Figure 1.

Regulatory CD19⁺CD24^highCD38^high B cells with immunosuppressive properties are defined within BM more distinctly than PB in MM. (a) Bregs are phenotypically identified by flow cytometry as a distinct subset of CD19⁺CD24^highCD38^high cells within BM, but not PB, from the same MM patient. Shown is a representative analysis of paired patient BM and PB with two separate B-cell populations: CD19⁺CD38^intCD24^int B cells (primarily naive B cells) and CD19⁺ CD24⁻ CD38^low/− B cells (primarily memory B cells).
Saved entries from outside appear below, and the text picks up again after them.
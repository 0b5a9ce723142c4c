mod bill;
mod bill_item;
mod summary;

pub use bill::{Bill, BillInput};
pub use bill_item::{BillItem, BillItemInput};
pub use summary::BillSummary;
use anyhow::Result;
use dotenvy::dotenv;
use serde::Deserialize;

/// Supported storage backends.
#[derive(Debug, Clone, Copy, PartialEq, Eq, Deserialize)]
#[serde(rename_all = "lowercase")]
pub enum DbKind {
    Mysql,
    Sqlite,
}

/// Configuration for the application, read from environment variables.
/// Every field has a default; an unsupported DB_TYPE fails the load.
#[derive(Debug, Clone, Deserialize)]
pub struct Config {
    /// Storage backend, `mysql` or `sqlite`.
    #[serde(default = "default_db_type")]
    pub db_type: DbKind,
    #[serde(default = "default_db_host")]
    pub db_host: String,
    #[serde(default = "default_db_port")]
    pub db_port: u16,
    #[serde(default = "default_db_user")]
    pub db_user: String,
    #[serde(default)]
    pub db_password: String,
    #[serde(default = "default_db_name")]
    pub db_name: String,
    /// SQLite database file path.
    #[serde(default = "default_db_path")]
    pub db_path: String,
    /// HTTP listen port.
    #[serde(default = "default_port")]
    pub port: u16,
}

fn default_db_type() -> DbKind {
    DbKind::Sqlite
}

fn default_db_host() -> String {
    "localhost".to_string()
}

fn default_db_port() -> u16 {
    3306
}

fn default_db_user() -> String {
    "root".to_string()
}

fn default_db_name() -> String {
    "accounts".to_string()
}

fn default_db_path() -> String {
    "./accounts.db".to_string()
}

fn default_port() -> u16 {
    8080
}

impl Config {
    /// Load configuration from environment variables.
    ///
    /// This function will:
    /// 1. Load variables from .env file if it exists
    /// 2. Deserialize environment variables into Config struct
    pub fn load() -> Result<Self> {
        // Load .env file if it exists
        dotenv().ok();

        let config = envy::from_env::<Config>()?;

        Ok(config)
    }
}

/// Initialize environment variables and load configuration
pub fn init() -> Result<Config> {
    Config::load()
}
BM-derived Bregs producing IL10 are significantly increased from 1.5 to 28.3% after stimulation with PMA and LPS (+ stimuli). (b) The percentages of BM-derived Bregs within CD19⁺ B cells are significantly higher in the NDMM group compared to the group who responded to treatment (maintenance) (n=10 for each group). (c and d) Bregs inhibit NK cell-mediated ADCC against MM target cells by elotuzumab. (c) Results of inhibition of BM-derived Bregs from a representative MM patient sample. 1, NK cells+MM cells+elotuzumab (elo); 2, BM-derived Bregs+NK cells+MM cells+elo; 3, MM cells alone; 4, NK cells+MM cells+isotype IgG₁ control. (d) Shown are summary of % patient MM cell lysis in the presence or absence of BM-derived Bregs or naive B cells from NDMM (n=3), with or without effector cells. Data represent mean±s.d. for each group; **P<0.01, ***P<0.001, Student's t-test. FCM, flow cytometry; LPS, lipopolysaccharide; PMA, phorbol myristate acetate.